Dataset excerpts:
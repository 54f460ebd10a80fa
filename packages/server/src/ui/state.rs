//! Server state shared by every handler.

use std::sync::Arc;

use deai_shared::time::Clock;

use crate::usecase::{
    ConnectClientUseCase, DisconnectClientUseCase, GetStatsUseCase, JoinCategoryUseCase,
    NextPeerUseCase, RelaySignalUseCase,
};

/// Shared application state
pub struct AppState {
    /// ConnectClientUseCase（接続のユースケース）
    pub connect_client_usecase: Arc<ConnectClientUseCase>,
    /// JoinCategoryUseCase（カテゴリ参加のユースケース）
    pub join_category_usecase: Arc<JoinCategoryUseCase>,
    /// NextPeerUseCase（next のユースケース）
    pub next_peer_usecase: Arc<NextPeerUseCase>,
    /// RelaySignalUseCase（中継のユースケース）
    pub relay_signal_usecase: Arc<RelaySignalUseCase>,
    /// DisconnectClientUseCase（切断のユースケース）
    pub disconnect_client_usecase: Arc<DisconnectClientUseCase>,
    /// GetStatsUseCase（統計情報取得のユースケース）
    pub get_stats_usecase: Arc<GetStatsUseCase>,
    /// Clock used for HTTP response timestamps
    pub clock: Arc<dyn Clock>,
}
//! Matchmaker: per-category waiting pools and the pair-or-wait decision.

use std::collections::{HashMap, VecDeque};

use super::{Category, ConnectionId, RoomId, RoomIdFactory, error::MatchError};

/// Stale queue slots tolerated before a pool compacts its queue.
const COMPACT_SLACK: usize = 32;

/// FIFO set of connections waiting for a peer in one category.
///
/// Membership, insert and remove are O(1). Removal only drops the membership
/// entry, leaving a stale slot in the queue that `pop_oldest` skips. Each
/// insert gets a fresh ticket so a stale slot is never mistaken for a later
/// re-insert of the same connection.
#[derive(Debug, Default)]
pub struct WaitingPool {
    queue: VecDeque<(ConnectionId, u64)>,
    members: HashMap<ConnectionId, u64>,
    next_ticket: u64,
}

impl WaitingPool {
    pub fn new() -> Self {
        Self::default()
    }

    /// Add `id` to the back of the queue. Returns `false` if already waiting.
    pub fn insert(&mut self, id: ConnectionId) -> bool {
        if self.members.contains_key(&id) {
            return false;
        }
        let ticket = self.next_ticket;
        self.next_ticket += 1;
        self.members.insert(id.clone(), ticket);
        self.queue.push_back((id, ticket));
        true
    }

    /// Remove `id` if present. Returns whether it was waiting.
    pub fn remove(&mut self, id: &ConnectionId) -> bool {
        let removed = self.members.remove(id).is_some();
        if removed {
            self.compact_if_needed();
        }
        removed
    }

    /// Remove and return the connection that has waited longest.
    pub fn pop_oldest(&mut self) -> Option<ConnectionId> {
        while let Some((id, ticket)) = self.queue.pop_front() {
            if self.members.get(&id) == Some(&ticket) {
                self.members.remove(&id);
                return Some(id);
            }
        }
        None
    }

    pub fn contains(&self, id: &ConnectionId) -> bool {
        self.members.contains_key(id)
    }

    pub fn len(&self) -> usize {
        self.members.len()
    }

    pub fn is_empty(&self) -> bool {
        self.members.is_empty()
    }

    fn compact_if_needed(&mut self) {
        if self.queue.len() <= self.members.len() * 2 + COMPACT_SLACK {
            return;
        }
        let members = &self.members;
        self.queue
            .retain(|(id, ticket)| members.get(id) == Some(ticket));
    }
}

/// Result of a successful match.
#[derive(Debug, Clone, PartialEq, Eq)]
pub struct Pairing {
    pub room_id: RoomId,
    /// The waiter taken from the pool
    pub peer: ConnectionId,
}

/// Owns one waiting pool per configured category.
///
/// The Matchmaker trusts its caller for session consistency: a connection
/// asking for a match must not already be waiting or paired.
#[derive(Debug)]
pub struct Matchmaker {
    /// Configured categories in configuration order, first is the default
    categories: Vec<Category>,
    pools: HashMap<Category, WaitingPool>,
    pair_sequence: u64,
}

impl Matchmaker {
    /// Create a Matchmaker with a pool for each category.
    ///
    /// Duplicates are ignored. The first category becomes the default.
    ///
    /// # Errors
    ///
    /// Returns `MatchError::NoCategories` if `categories` is empty.
    pub fn new(categories: impl IntoIterator<Item = Category>) -> Result<Self, MatchError> {
        let mut ordered = Vec::new();
        let mut pools = HashMap::new();
        for category in categories {
            if !pools.contains_key(&category) {
                pools.insert(category.clone(), WaitingPool::new());
                ordered.push(category);
            }
        }
        if ordered.is_empty() {
            return Err(MatchError::NoCategories);
        }
        Ok(Self {
            categories: ordered,
            pools,
            pair_sequence: 0,
        })
    }

    /// Pair `requester` with the oldest waiter of `category`, or enqueue it.
    ///
    /// Popping the waiter and deriving the room happen in one `&mut self` call,
    /// so a waiter can never be handed to two requesters.
    ///
    /// # Returns
    ///
    /// * `Ok(Some(Pairing))` - matched with a waiter
    /// * `Ok(None)` - no waiter available, `requester` is now waiting
    /// * `Err(MatchError::UnknownCategory)` - the category has no pool
    pub fn request_match(
        &mut self,
        requester: &ConnectionId,
        category: &Category,
    ) -> Result<Option<Pairing>, MatchError> {
        let pool = self
            .pools
            .get_mut(category)
            .ok_or_else(|| MatchError::UnknownCategory(category.to_string()))?;

        match pool.pop_oldest() {
            Some(peer) => {
                self.pair_sequence += 1;
                let room_id = RoomIdFactory::for_pair(requester, &peer, self.pair_sequence);
                tracing::debug!(
                    "Matched '{}' with waiter '{}' in '{}' (room '{}')",
                    requester,
                    peer,
                    category,
                    room_id
                );
                Ok(Some(Pairing { room_id, peer }))
            }
            None => {
                pool.insert(requester.clone());
                tracing::debug!(
                    "'{}' is waiting in '{}' ({} waiting)",
                    requester,
                    category,
                    pool.len()
                );
                Ok(None)
            }
        }
    }

    /// Remove `id` from the pool of `category`. Idempotent.
    ///
    /// Returns whether the connection was waiting there. Unknown categories are a no-op.
    pub fn cancel_wait(&mut self, id: &ConnectionId, category: &Category) -> bool {
        self.pools
            .get_mut(category)
            .is_some_and(|pool| pool.remove(id))
    }

    /// The category `id` is waiting in, if any.
    pub fn waiting_category(&self, id: &ConnectionId) -> Option<&Category> {
        self.categories
            .iter()
            .find(|category| self.pools.get(*category).is_some_and(|p| p.contains(id)))
    }

    /// Number of pools holding `id`. Anything above one is a broken invariant.
    #[cfg(test)]
    pub(crate) fn pools_containing(&self, id: &ConnectionId) -> usize {
        self.pools.values().filter(|pool| pool.contains(id)).count()
    }

    pub fn is_waiting(&self, id: &ConnectionId) -> bool {
        self.waiting_category(id).is_some()
    }

    /// Number of connections waiting in `category` (0 for unknown categories).
    pub fn waiting_count(&self, category: &Category) -> usize {
        self.pools.get(category).map_or(0, WaitingPool::len)
    }

    pub fn has_category(&self, category: &Category) -> bool {
        self.pools.contains_key(category)
    }

    /// Configured categories, in configuration order.
    pub fn categories(&self) -> &[Category] {
        &self.categories
    }

    /// Category used when a client does not name one.
    pub fn default_category(&self) -> &Category {
        // `new` guarantees at least one category.
        &self.categories[0]
    }
}
//! Pairing signaling server.
//!
//! Pairs anonymous clients per category and relays negotiation messages
//! between the two members of each room.
//!
//! Run with:
//! ```not_rust
//! cargo run --bin deai-server
//! cargo run --bin deai-server -- --host 0.0.0.0 --port 3000 -c video -c text
//! ```

use std::{collections::HashMap, sync::Arc};

use clap::Parser;
use deai_server::{
    domain::{Category, Matchmaker, SessionRouter},
    infrastructure::message_pusher::WebSocketMessagePusher,
    ui::Server,
    usecase::{
        ConnectClientUseCase, DisconnectClientUseCase, GetStatsUseCase, JoinCategoryUseCase,
        NextPeerUseCase, RelaySignalUseCase,
    },
};
use deai_shared::{
    logger::setup_logger,
    time::{Clock, SystemClock},
};
use tokio::sync::Mutex;

#[derive(Parser, Debug)]
#[command(name = "deai-server")]
#[command(about = "Signaling server pairing strangers for video or text chat", long_about = None)]
struct Args {
    /// Host address to bind the server to
    #[arg(short = 'H', long, default_value = "127.0.0.1")]
    host: String,

    /// Port number to bind the server to
    #[arg(short = 'p', long, default_value = "3000")]
    port: u16,

    /// Accepted chat categories; the first one is used when a join omits it
    #[arg(short = 'c', long = "category", default_values = ["video", "text"])]
    categories: Vec<Category>,

    /// Default log level when RUST_LOG is not set
    #[arg(long, default_value = "debug")]
    log_level: String,
}

#[tokio::main]
async fn main() {
    let args = Args::parse();

    // Initialize tracing
    setup_logger(env!("CARGO_BIN_NAME"), &args.log_level);

    // Initialize dependencies in order:
    // 1. Matchmaker and SessionRouter
    // 2. MessagePusher
    // 3. UseCases
    // 4. Server

    // 1. Create the SessionRouter (in-memory sessions, rooms and waiting pools)
    let matchmaker = match Matchmaker::new(args.categories) {
        Ok(matchmaker) => matchmaker,
        Err(e) => {
            tracing::error!("Invalid category configuration: {}", e);
            std::process::exit(1);
        }
    };
    tracing::info!(
        "Categories: {} (default: {})",
        matchmaker
            .categories()
            .iter()
            .map(|c| c.as_str())
            .collect::<Vec<_>>()
            .join(", "),
        matchmaker.default_category()
    );
    let router = Arc::new(Mutex::new(SessionRouter::new(matchmaker)));
    let clock: Arc<dyn Clock> = Arc::new(SystemClock);

    // 2. Create MessagePusher (WebSocket implementation)
    let message_pusher_clients = Arc::new(Mutex::new(HashMap::new()));
    let message_pusher = Arc::new(WebSocketMessagePusher::new(message_pusher_clients));

    // 3. Create UseCases
    let connect_client_usecase = Arc::new(ConnectClientUseCase::new(
        router.clone(),
        message_pusher.clone(),
        clock.clone(),
    ));
    let join_category_usecase = Arc::new(JoinCategoryUseCase::new(
        router.clone(),
        message_pusher.clone(),
        clock.clone(),
    ));
    let next_peer_usecase = Arc::new(NextPeerUseCase::new(
        router.clone(),
        message_pusher.clone(),
        clock.clone(),
    ));
    let relay_signal_usecase = Arc::new(RelaySignalUseCase::new(
        router.clone(),
        message_pusher.clone(),
    ));
    let disconnect_client_usecase = Arc::new(DisconnectClientUseCase::new(
        router.clone(),
        message_pusher.clone(),
    ));
    let get_stats_usecase = Arc::new(GetStatsUseCase::new(router));

    // 4. Create and run the server
    let server = Server::new(
        connect_client_usecase,
        join_category_usecase,
        next_peer_usecase,
        relay_signal_usecase,
        disconnect_client_usecase,
        get_stats_usecase,
        clock,
    );
    if let Err(e) = server.run(args.host, args.port).await {
        tracing::error!("Server error: {}", e);
        std::process::exit(1);
    }
}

Your assignment:
Once you reach the line with "self.pools.get(category).map_or(0, WaitingPool::len)" in the data above, copy it and every line after it exactly, up to and including the line with "long_about = None)]".

Your solution:
        self.pools.get(category).map_or(0, WaitingPool::len)
    }

    pub fn has_category(&self, category: &Category) -> bool {
        self.pools.contains_key(category)
    }

    /// Configured categories, in configuration order.
    pub fn categories(&self) -> &[Category] {
        &self.categories
    }

    /// Category used when a client does not name one.
    pub fn default_category(&self) -> &Category {
        // `new` guarantees at least one category.
        &self.categories[0]
    }
}
//! Pairing signaling server.
//!
//! Pairs anonymous clients per category and relays negotiation messages
//! between the two members of each room.
//!
//! Run with:
//! ```not_rust
//! cargo run --bin deai-server
//! cargo run --bin deai-server -- --host 0.0.0.0 --port 3000 -c video -c text
//! ```

use std::{collections::HashMap, sync::Arc};

use clap::Parser;
use deai_server::{
    domain::{Category, Matchmaker, SessionRouter},
    infrastructure::message_pusher::WebSocketMessagePusher,
    ui::Server,
    usecase::{
        ConnectClientUseCase, DisconnectClientUseCase, GetStatsUseCase, JoinCategoryUseCase,
        NextPeerUseCase, RelaySignalUseCase,
    },
};
use deai_shared::{
    logger::setup_logger,
    time::{Clock, SystemClock},
};
use tokio::sync::Mutex;

#[derive(Parser, Debug)]
#[command(name = "deai-server")]
#[command(about = "Signaling server pairing strangers for video or text chat", long_about = None)]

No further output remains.